This is the exact reason for this whole tread--is is just very, very strange. We have known this family for a long time--heck, their middle DD gives private saxophone lessons to our twins. The mom is one of the first people we met when we moved here. This is just so out of character for this family and if it was something pressing like an ailing family member they would have said something and the kids would have fully understood, which again is why they are so disappointed. This same girl missed their very first tournament of the year because she had to go sign up for classes for college and NO ONE had an issue with that, AT ALL. She had no control over that conflict. I think they probably just brain farted but they could still have the party with the girl arriving later if need be--it doesn't take much to email or post on facebook the conflict (which is where her invite is anyway). I am SURE people would understand.

Bolded by me.

Just because you think it is "out of character" doesn't mean you are automatically privy to their reason. They may seem like the type to share everything with their friends, or give their private information as a "reason" but that doesn't mean they have to. There may be a private reason for the party being at such a time, or for why they cannot do the party & the tournament on the same day, but it would be just that...a PRIVATE reason. They are under no obligation to give out that reasoning.

If the other teammates want to label her a quitter or say some other nefarious things behind her back, than that, to me, says more about their character, than the fact that this family may have a very good, yet very private reasoning for holding this party at such a time.
 
This is the exact reason for this whole tread--is is just very, very strange. We have known this family for a long time--heck, their middle DD gives private saxophone lessons to our twins. The mom is one of the first people we met when we moved here. This is just so out of character for this family and if it was something pressing like an ailing family member they would have said something and the kids would have fully understood, which again is why they are so disappointed. QUOTE]


Honestly, this is exactly the point I have been trying to make. If this is so out of character for this girl and her family I cannot understand why she and they have not been given the benefit of the doubt. Just because they have not shared their reason does not mean that one does not exist.
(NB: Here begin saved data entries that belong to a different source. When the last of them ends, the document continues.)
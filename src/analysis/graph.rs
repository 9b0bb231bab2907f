//! Weighted undirected graph over the surviving correlations

use crate::analysis::prune::PrunedMatrix;
use petgraph::graph::{NodeIndex, UnGraph};
use std::collections::HashMap;

/// Correlation graph: nodes are features, edges are surviving correlations.
///
/// Features whose correlations were all pruned do not appear at all; an
/// isolated node can never belong to a cycle.
#[derive(Debug, Clone)]
pub struct CorrGraph {
    /// The underlying petgraph structure
    pub graph: UnGraph<String, f64>,
    /// Mapping from feature name to node index
    node_of: HashMap<String, NodeIndex>,
}

impl CorrGraph {
    /// Build the graph from a pruned correlation matrix.
    ///
    /// Each unordered feature pair is visited once (upper triangle); a
    /// nonzero pruned weight becomes exactly one edge.
    #[must_use]
    pub fn from_pruned(pruned: &PrunedMatrix) -> Self {
        let mut graph = UnGraph::new_undirected();
        let mut node_of: HashMap<String, NodeIndex> = HashMap::new();

        let n = pruned.names.len();
        for i in 0..n {
            for j in (i + 1)..n {
                let weight = pruned.matrix[i][j];
                if weight == 0.0 {
                    continue;
                }

                let a = Self::intern(&mut graph, &mut node_of, &pruned.names[i]);
                let b = Self::intern(&mut graph, &mut node_of, &pruned.names[j]);
                graph.add_edge(a, b, weight);
            }
        }

        Self { graph, node_of }
    }

    fn intern(
        graph: &mut UnGraph<String, f64>,
        node_of: &mut HashMap<String, NodeIndex>,
        name: &str,
    ) -> NodeIndex {
        if let Some(&idx) = node_of.get(name) {
            return idx;
        }
        let idx = graph.add_node(name.to_string());
        node_of.insert(name.to_string(), idx);
        idx
    }

    /// Get the node index for a feature name
    #[must_use]
    pub fn node(&self, name: &str) -> Option<NodeIndex> {
        self.node_of.get(name).copied()
    }

    /// Get the feature name for a node index
    #[must_use]
    pub fn name(&self, idx: NodeIndex) -> &str {
        &self.graph[idx]
    }

    /// Edge weight between two named features, if the edge survived pruning
    #[must_use]
    pub fn edge_weight(&self, a: &str, b: &str) -> Option<f64> {
        let ia = self.node(a)?;
        let ib = self.node(b)?;
        let edge = self.graph.find_edge(ia, ib)?;
        self.graph.edge_weight(edge).copied()
    }

    /// Get the number of nodes
    #[must_use]
    pub fn node_count(&self) -> usize {
        self.graph.node_count()
    }

    /// Get the number of edges
    #[must_use]
    pub fn edge_count(&self) -> usize {
        self.graph.edge_count()
    }

    /// Number of connected components
    #[must_use]
    pub fn components(&self) -> usize {
        petgraph::algo::connected_components(&self.graph)
    }
}

#[cfg(test)]
mod tests {
    use super::*;

    fn pruned_of(names: &[&str], entries: Vec<Vec<f64>>) -> PrunedMatrix {
        PrunedMatrix {
            names: names.iter().map(|s| (*s).to_string()).collect(),
            matrix: entries,
            sigma: 0.5,
        }
    }

    #[test]
    fn test_edges_from_upper_triangle() {
        let pruned = pruned_of(
            &["a", "b", "c"],
            vec![
                vec![1.0, 0.9, 0.0],
                vec![0.9, 1.0, 0.8],
                vec![0.0, 0.8, 1.0],
            ],
        );
        let graph = CorrGraph::from_pruned(&pruned);

        assert_eq!(graph.node_count(), 3);
        assert_eq!(graph.edge_count(), 2);
        assert!((graph.edge_weight("a", "b").expect("edge") - 0.9).abs() < 1e-10);
        assert!((graph.edge_weight("b", "c").expect("edge") - 0.8).abs() < 1e-10);
        assert!(graph.edge_weight("a", "c").is_none());
    }

    #[test]
    fn test_no_self_edges() {
        let pruned = pruned_of(
            &["a", "b"],
            vec![vec![1.0, 0.9], vec![0.9, 1.0]],
        );
        let graph = CorrGraph::from_pruned(&pruned);

        let a = graph.node("a").expect("node");
        assert!(graph.graph.find_edge(a, a).is_none());
        assert_eq!(graph.edge_count(), 1);
    }

    #[test]
    fn test_isolated_features_absent() {
        let pruned = pruned_of(
            &["a", "b", "c"],
            vec![
                vec![1.0, 0.9, 0.0],
                vec![0.9, 1.0, 0.0],
                vec![0.0, 0.0, 1.0],
            ],
        );
        let graph = CorrGraph::from_pruned(&pruned);

        assert_eq!(graph.node_count(), 2);
        assert!(graph.node("c").is_none());
    }

    #[test]
    fn test_components() {
        let pruned = pruned_of(
            &["a", "b", "c", "d"],
            vec![
                vec![1.0, 0.9, 0.0, 0.0],
                vec![0.9, 1.0, 0.0, 0.0],
                vec![0.0, 0.0, 1.0, 0.7],
                vec![0.0, 0.0, 0.7, 1.0],
            ],
        );
        let graph = CorrGraph::from_pruned(&pruned);

        assert_eq!(graph.components(), 2);
    }
}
They are not obligated to share the reason, especially since the girl has such a responsible track record.
 
mjackmom and robinb IMO you are spot on.

mjackmom, sounds like your son and mine would make great teammates, where do you live? :rotfl2:
 
Well, that's the truth. I think in many of these hypothetical situations some of us think the best of people and some of us think the worst of people. I am usually on the "best" side of things but not today. We can come up with all kinds of theories why the girl's family scheduled a graduation party during the Sectional Tournament but I think this is a case of Occam's Razor where the simplest answer is probably correct. I think the girl has her soccer scholarship and the family doesn't give a rat's butt about the golf team. I also recall the OP talking about how this particular family had a huge snit over her DD taking a varsity spot on the team before she entered high school. I can't find the thread ... maybe it was "poofed"? I admit that is coloring my opinion of them too.
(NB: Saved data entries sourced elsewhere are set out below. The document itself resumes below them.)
//! Report writers for the analyze and deconstruct phases

use crate::analysis::batch::{batch_count, partition};
use crate::analysis::graph::CorrGraph;
use crate::analysis::pipeline::{AnalysisConfig, AnalysisResult, CycleOutcome};
use crate::csv_reader::CsvData;
use crate::error::Result;
use petgraph::visit::EdgeRef;
use serde::Serialize;
use std::fs;
use std::path::Path;

/// Write `summary.txt` - human-readable overview
///
/// # Errors
/// Returns error if file cannot be written
pub fn write_summary(output_dir: &Path, content: &str) -> Result<()> {
    let path = output_dir.join("summary.txt");
    fs::write(path, content)?;
    Ok(())
}

/// Build the text summary of one analysis run
#[must_use]
pub fn build_summary(
    csv_path: &Path,
    csv: &CsvData,
    result: &AnalysisResult,
    config: &AnalysisConfig,
) -> String {
    use std::fmt::Write as _;

    let mut s = format!(
        "Input: {} ({} rows x {} columns)\n",
        csv_path.display(),
        csv.row_count(),
        csv.col_count()
    );
    let _ = writeln!(s, "Features correlated: {}", result.correlation.names.join(", "));
    if !result.correlation.undefined.is_empty() {
        let pairs: Vec<String> = result
            .correlation
            .undefined
            .iter()
            .map(|(a, b)| format!("{a}-{b}"))
            .collect();
        let _ = writeln!(s, "Undefined correlations (zero variance): {}", pairs.join(", "));
    }
    let _ = writeln!(s, "Sigma threshold: {:.4}", result.pruned.sigma);
    let _ = writeln!(
        s,
        "Graph: {} nodes, {} edges, {} components",
        result.graph.node_count(),
        result.graph.edge_count(),
        result.graph.components()
    );
    let _ = writeln!(s, "Cycle basis size: {}", result.basis.total);

    if result.basis.total == 0 {
        s.push_str("No cycles found\n");
        return s;
    }

    let _ = writeln!(
        s,
        "Cycles of at least {} nodes, batched at {} per figure:",
        config.min_cycle_size, config.max_cycles_per_figure
    );
    for (size, cycles) in &result.basis.by_size {
        let _ = writeln!(
            s,
            "  size {}: {} cycles in {} batches",
            size,
            cycles.len(),
            batch_count(cycles.len(), config.max_cycles_per_figure)
        );
    }

    s
}

/// Write `cycles.csv` - one row per surviving basis cycle
///
/// # Errors
/// Returns error if file cannot be written
pub fn write_cycles_csv(output_dir: &Path, result: &AnalysisResult) -> Result<()> {
    use std::fmt::Write as _;

    let path = output_dir.join("cycles.csv");
    let mut content = String::from("size,nodes\n");

    for cycle in result.basis.iter() {
        let _ = writeln!(content, "{},\"{}\"", cycle.len(), cycle.display());
    }

    fs::write(path, content)?;
    Ok(())
}

/// Write `graph.json` - machine-readable graph and cycle report
///
/// # Errors
/// Returns error if serialization or write fails
pub fn write_graph_json(
    output_dir: &Path,
    result: &AnalysisResult,
    config: &AnalysisConfig,
) -> Result<()> {
    let path = output_dir.join("graph.json");

    let edges = edge_entries(&result.graph);
    let nodes: Vec<String> = result
        .graph
        .graph
        .node_indices()
        .map(|idx| result.graph.name(idx).to_string())
        .collect();

    let groups: Vec<_> = result
        .basis
        .by_size
        .iter()
        .map(|(&size, cycles)| {
            let batches: Vec<Vec<Vec<String>>> =
                partition(cycles, config.max_cycles_per_figure)
                    .into_iter()
                    .map(|batch| batch.iter().map(|c| c.nodes.clone()).collect())
                    .collect();
            CycleGroupEntry {
                size,
                count: cycles.len(),
                batch_count: batches.len(),
                batches,
            }
        })
        .collect();

    let output = GraphOutput {
        sigma: result.pruned.sigma,
        node_count: result.graph.node_count(),
        edge_count: result.graph.edge_count(),
        components: result.graph.components(),
        nodes,
        edges,
        total_cycles: result.basis.total,
        min_cycle_size: config.min_cycle_size,
        max_cycles_per_figure: config.max_cycles_per_figure,
        cycles_by_size: groups,
    };

    let json = serde_json::to_string_pretty(&output)?;
    fs::write(path, json)?;
    Ok(())
}

/// Write `trees.json` - per-cycle deconstruction results
///
/// # Errors
/// Returns error if serialization or write fails
pub fn write_trees_json(
    output_dir: &Path,
    outcomes: &[CycleOutcome],
    input: &str,
    output: &str,
) -> Result<()> {
    let path = output_dir.join("trees.json");

    let entries: Vec<_> = outcomes
        .iter()
        .map(|outcome| {
            let (path_count, edges, node_mapping) = match &outcome.deconstruction {
                Some(d) => {
                    let mut mapping: Vec<MappingEntry> = d
                        .mapping
                        .iter()
                        .map(|((feature, branch), label)| MappingEntry {
                            feature: feature.clone(),
                            branch: *branch,
                            label: label.clone(),
                        })
                        .collect();
                    mapping.sort_by(|x, y| (&x.feature, x.branch).cmp(&(&y.feature, y.branch)));

                    (
                        Some(d.path_count),
                        d.tree
                            .edge_list()
                            .into_iter()
                            .map(|(from, to, weight)| TreeEdgeEntry { from, to, weight })
                            .collect(),
                        mapping,
                    )
                }
                None => (None, Vec::new(), Vec::new()),
            };

            TreeEntry {
                cycle: outcome.cycle.nodes.clone(),
                note: outcome.note.clone(),
                path_count,
                edges,
                node_mapping,
            }
        })
        .collect();

    let report = TreesOutput {
        input: input.to_string(),
        output: output.to_string(),
        trees: entries,
    };

    let json = serde_json::to_string_pretty(&report)?;
    fs::write(path, json)?;
    Ok(())
}

fn edge_entries(graph: &CorrGraph) -> Vec<EdgeEntry> {
    graph
        .graph
        .edge_references()
        .map(|e| EdgeEntry {
            source: graph.name(e.source()).to_string(),
            target: graph.name(e.target()).to_string(),
            weight: *e.weight(),
        })
        .collect()
}

// JSON output structures

#[derive(Serialize)]
struct GraphOutput {
    sigma: f64,
    node_count: usize,
    edge_count: usize,
    components: usize,
    nodes: Vec<String>,
    edges: Vec<EdgeEntry>,
    total_cycles: usize,
    min_cycle_size: usize,
    max_cycles_per_figure: usize,
    cycles_by_size: Vec<CycleGroupEntry>,
}

#[derive(Serialize)]
struct EdgeEntry {
    source: String,
    target: String,
    weight: f64,
}

#[derive(Serialize)]
struct CycleGroupEntry {
    size: usize,
    count: usize,
    batch_count: usize,
    /// Cycle node lists grouped into per-figure batches
    batches: Vec<Vec<Vec<String>>>,
}

#[derive(Serialize)]
struct TreesOutput {
    input: String,
    output: String,
    trees: Vec<TreeEntry>,
}

#[derive(Serialize)]
struct TreeEntry {
    cycle: Vec<String>,
    #[serde(skip_serializing_if = "Option::is_none")]
    note: Option<String>,
    #[serde(skip_serializing_if = "Option::is_none")]
    path_count: Option<usize>,
    edges: Vec<TreeEdgeEntry>,
    node_mapping: Vec<MappingEntry>,
}

#[derive(Serialize)]
struct TreeEdgeEntry {
    from: String,
    to: String,
    weight: f64,
}

#[derive(Serialize)]
struct MappingEntry {
    feature: String,
    branch: usize,
    label: String,
}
The problem with that is that is that you've only heard one side of the story. Wonder what that family would say about the situation if they were given a chance? That's version #2. Version #3 would be the truth.


Considering the sheer number of threads about this team over the last 2-3 years, I think it's clear that the OP will VERY emotionally involved in the situation and not likely all that objective.
 
And I think it's a shame that an awards ceremony trumps a boy's baseball game. My ds12 would rather lose his left testical than have to watch his sister stand on stage for a 2 second photo-opt, instead of being with his team, trying to win the championship (and I don't blame him). I refuse to prioritize my childrens' activities - I actually missed ds12's last little league game (which they won - they came in first), because DH was there, and I was at dd7's softball game, which is as exciting as watching paint dry. Sure, ds's game was more "important," but dd7 doesn't know that. We are a family, and I will make sure that, in spite of there being so many of us, every child will be supported and cheered on, and not have to sacrifice. When my kids are on a team, they are commited.
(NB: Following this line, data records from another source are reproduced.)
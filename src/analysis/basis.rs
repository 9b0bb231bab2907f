//! Cycle basis extraction over the correlation graph

use crate::analysis::graph::CorrGraph;
use petgraph::graph::NodeIndex;
use std::collections::{BTreeMap, HashMap, HashSet};

/// A simple closed walk: consecutive nodes (and last-to-first) are edges
#[derive(Debug, Clone, PartialEq, Eq)]
pub struct Cycle {
    pub nodes: Vec<String>,
}

impl Cycle {
    #[must_use]
    pub fn len(&self) -> usize {
        self.nodes.len()
    }

    #[allow(dead_code)]
    #[must_use]
    pub fn is_empty(&self) -> bool {
        self.nodes.is_empty()
    }

    #[must_use]
    pub fn contains(&self, name: &str) -> bool {
        self.nodes.iter().any(|n| n == name)
    }

    /// Render as `a -> b -> c`
    #[must_use]
    pub fn display(&self) -> String {
        self.nodes.join(" -> ")
    }
}

/// Cycle basis grouped by cycle size
#[derive(Debug, Clone)]
pub struct CycleBasis {
    /// Cycles of at least `min_cycle_size` nodes, keyed by node count
    pub by_size: BTreeMap<usize, Vec<Cycle>>,
    /// Total number of basis cycles before size filtering
    pub total: usize,
}

impl CycleBasis {
    /// Cycles surviving the size filter, in ascending size order
    pub fn iter(&self) -> impl Iterator<Item = &Cycle> {
        self.by_size.values().flatten()
    }

    /// Number of cycles surviving the size filter
    #[must_use]
    pub fn filtered_count(&self) -> usize {
        self.by_size.values().map(Vec::len).sum()
    }
}

/// Compute a cycle basis of the graph via a spanning-forest construction
/// (Paton's algorithm): every non-tree edge contributes one simple cycle.
///
/// The basis is not canonical, but its size always equals
/// `|E| - |V| + components`. Cycles shorter than `min_cycle_size` are
/// excluded from the grouping yet still counted in `total`. A graph with no
/// cycles yields an empty basis; that is a report, not an error.
#[must_use]
pub fn cycle_basis(corr_graph: &CorrGraph, min_cycle_size: usize) -> CycleBasis {
    let g = &corr_graph.graph;
    let mut cycles: Vec<Vec<NodeIndex>> = Vec::new();
    let mut assigned: HashSet<NodeIndex> = HashSet::new();

    for root in g.node_indices() {
        if assigned.contains(&root) {
            continue;
        }

        // Grow a spanning tree of this component with an explicit DFS stack.
        // `pred` holds tree parents; `used[n]` holds the neighbors of `n`
        // whose connecting edge has already been accounted for.
        let mut pred: HashMap<NodeIndex, NodeIndex> = HashMap::new();
        let mut used: HashMap<NodeIndex, HashSet<NodeIndex>> = HashMap::new();
        pred.insert(root, root);
        used.insert(root, HashSet::new());
        let mut stack = vec![root];

        while let Some(z) = stack.pop() {
            let z_used = used[&z].clone();
            for nbr in g.neighbors(z) {
                if !used.contains_key(&nbr) {
                    // Tree edge: first visit of nbr
                    pred.insert(nbr, z);
                    stack.push(nbr);
                    used.insert(nbr, HashSet::from([z]));
                } else if nbr != z && !z_used.contains(&nbr) {
                    // Non-tree edge: close a cycle through the tree path
                    let nbr_used = used[&nbr].clone();
                    let mut cycle = vec![nbr, z];
                    let mut p = pred[&z];
                    while !nbr_used.contains(&p) {
                        cycle.push(p);
                        p = pred[&p];
                    }
                    cycle.push(p);
                    cycles.push(cycle);
                    if let Some(accounted) = used.get_mut(&nbr) {
                        accounted.insert(z);
                    }
                }
            }
        }

        assigned.extend(pred.keys().copied());
    }

    let total = cycles.len();
    let mut by_size: BTreeMap<usize, Vec<Cycle>> = BTreeMap::new();
    for cycle in cycles {
        if cycle.len() < min_cycle_size {
            continue;
        }
        let named = Cycle {
            nodes: cycle
                .into_iter()
                .map(|idx| corr_graph.name(idx).to_string())
                .collect(),
        };
        by_size.entry(named.len()).or_default().push(named);
    }

    CycleBasis { by_size, total }
}

#[cfg(test)]
mod tests {
    use super::*;
    use crate::analysis::prune::PrunedMatrix;

    fn graph_of(names: &[&str], edges: &[(usize, usize, f64)]) -> CorrGraph {
        let n = names.len();
        let mut matrix = vec![vec![0.0; n]; n];
        for i in 0..n {
            matrix[i][i] = 1.0;
        }
        for &(i, j, w) in edges {
            matrix[i][j] = w;
            matrix[j][i] = w;
        }
        CorrGraph::from_pruned(&PrunedMatrix {
            names: names.iter().map(|s| (*s).to_string()).collect(),
            matrix,
            sigma: 0.5,
        })
    }

    fn assert_simple_closed_walk(cycle: &Cycle, graph: &CorrGraph) {
        let k = cycle.len();
        let unique: HashSet<&String> = cycle.nodes.iter().collect();
        assert_eq!(unique.len(), k, "repeated node in {:?}", cycle.nodes);
        for i in 0..k {
            let a = &cycle.nodes[i];
            let b = &cycle.nodes[(i + 1) % k];
            assert!(
                graph.edge_weight(a, b).is_some(),
                "missing edge {a}-{b} in {:?}",
                cycle.nodes
            );
        }
    }

    #[test]
    fn test_square_cycle() {
        let graph = graph_of(
            &["a", "b", "c", "d"],
            &[(0, 1, 0.9), (1, 2, 0.8), (2, 3, 0.7), (3, 0, 0.6)],
        );
        let basis = cycle_basis(&graph, 3);

        assert_eq!(basis.total, 1);
        let cycles: Vec<_> = basis.iter().collect();
        assert_eq!(cycles.len(), 1);
        assert_eq!(cycles[0].len(), 4);
        assert_simple_closed_walk(cycles[0], &graph);
    }

    #[test]
    fn test_acyclic_graph_empty_basis() {
        let graph = graph_of(&["a", "b", "c"], &[(0, 1, 0.9), (1, 2, 0.8)]);
        let basis = cycle_basis(&graph, 3);

        assert_eq!(basis.total, 0);
        assert!(basis.by_size.is_empty());
    }

    #[test]
    fn test_basis_size_formula() {
        // Square with a chord plus a disconnected triangle:
        // |E| - |V| + components = 8 - 7 + 2 = 3
        let graph = graph_of(
            &["a", "b", "c", "d", "x", "y", "z"],
            &[
                (0, 1, 0.9),
                (1, 2, 0.8),
                (2, 3, 0.7),
                (3, 0, 0.6),
                (0, 2, 0.9),
                (4, 5, 0.8),
                (5, 6, 0.7),
                (6, 4, 0.6),
            ],
        );
        let basis = cycle_basis(&graph, 3);

        assert_eq!(
            basis.total,
            graph.edge_count() - graph.node_count() + graph.components()
        );
        assert_eq!(basis.total, 3);
        for cycle in basis.iter() {
            assert_simple_closed_walk(cycle, &graph);
        }
    }

    #[test]
    fn test_min_size_filter_keeps_total() {
        let graph = graph_of(
            &["a", "b", "c", "d", "e"],
            &[
                (0, 1, 0.9),
                (1, 2, 0.8),
                (2, 0, 0.7),
                (1, 3, 0.9),
                (3, 4, 0.8),
                (4, 1, 0.7),
            ],
        );
        let basis = cycle_basis(&graph, 4);

        // Two triangles: both filtered out at min size 4, still counted
        assert_eq!(basis.total, 2);
        assert_eq!(basis.filtered_count(), 0);
    }

    #[test]
    fn test_grouping_by_size() {
        let graph = graph_of(
            &["a", "b", "c", "p", "q", "r", "s"],
            &[
                (0, 1, 0.9),
                (1, 2, 0.8),
                (2, 0, 0.7),
                (3, 4, 0.9),
                (4, 5, 0.8),
                (5, 6, 0.7),
                (6, 3, 0.6),
            ],
        );
        let basis = cycle_basis(&graph, 3);

        assert_eq!(basis.total, 2);
        assert_eq!(basis.by_size[&3].len(), 1);
        assert_eq!(basis.by_size[&4].len(), 1);
    }
}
My DS14 missed his soccer game last night to go to his sister's award ceremony. He is very close to his sister and would give his life for her. We never even had to ask which he was doing, his soccer game or the award ceremony. It wouldn't even cross his mind to miss his sister's accomplishments. I know this next comment will most likely come back to bite me, but I feel sorry for your kids, if they can't count on their siblings to be there for life achievements, they are going to be very lonely people.

You missed the post, though, where this poster said that the son did not HAVE to be there, but seemed to want to be there to celebrate his sister's achievement. It may not be what your son wants, but it seems this young man wants to be there.

Where's bicker when you need him to come in with one of his perfect posts about what you want is different from what someone else may want but it doesn't make your position or their position matter any less.

Not sure if there was another poster who was also in my situation, but thank you for your comment. I guess it is a two way street though, I can't fathom a family that would detest being with their family to celebrate a great accomomplishment.

And for those who may have been wondering: DD's awards consisted of: being honored as Salutatorian for her senior class, The United States Air Force Math and Science Award, The President's Award for Educational Excellence - Gold Status, Service Award, and last but not least The Friendship Award. My daughter worked her butt off through High School and played sports both in school and Town Sports. But you know what got her into college, her Education. Plain and simple.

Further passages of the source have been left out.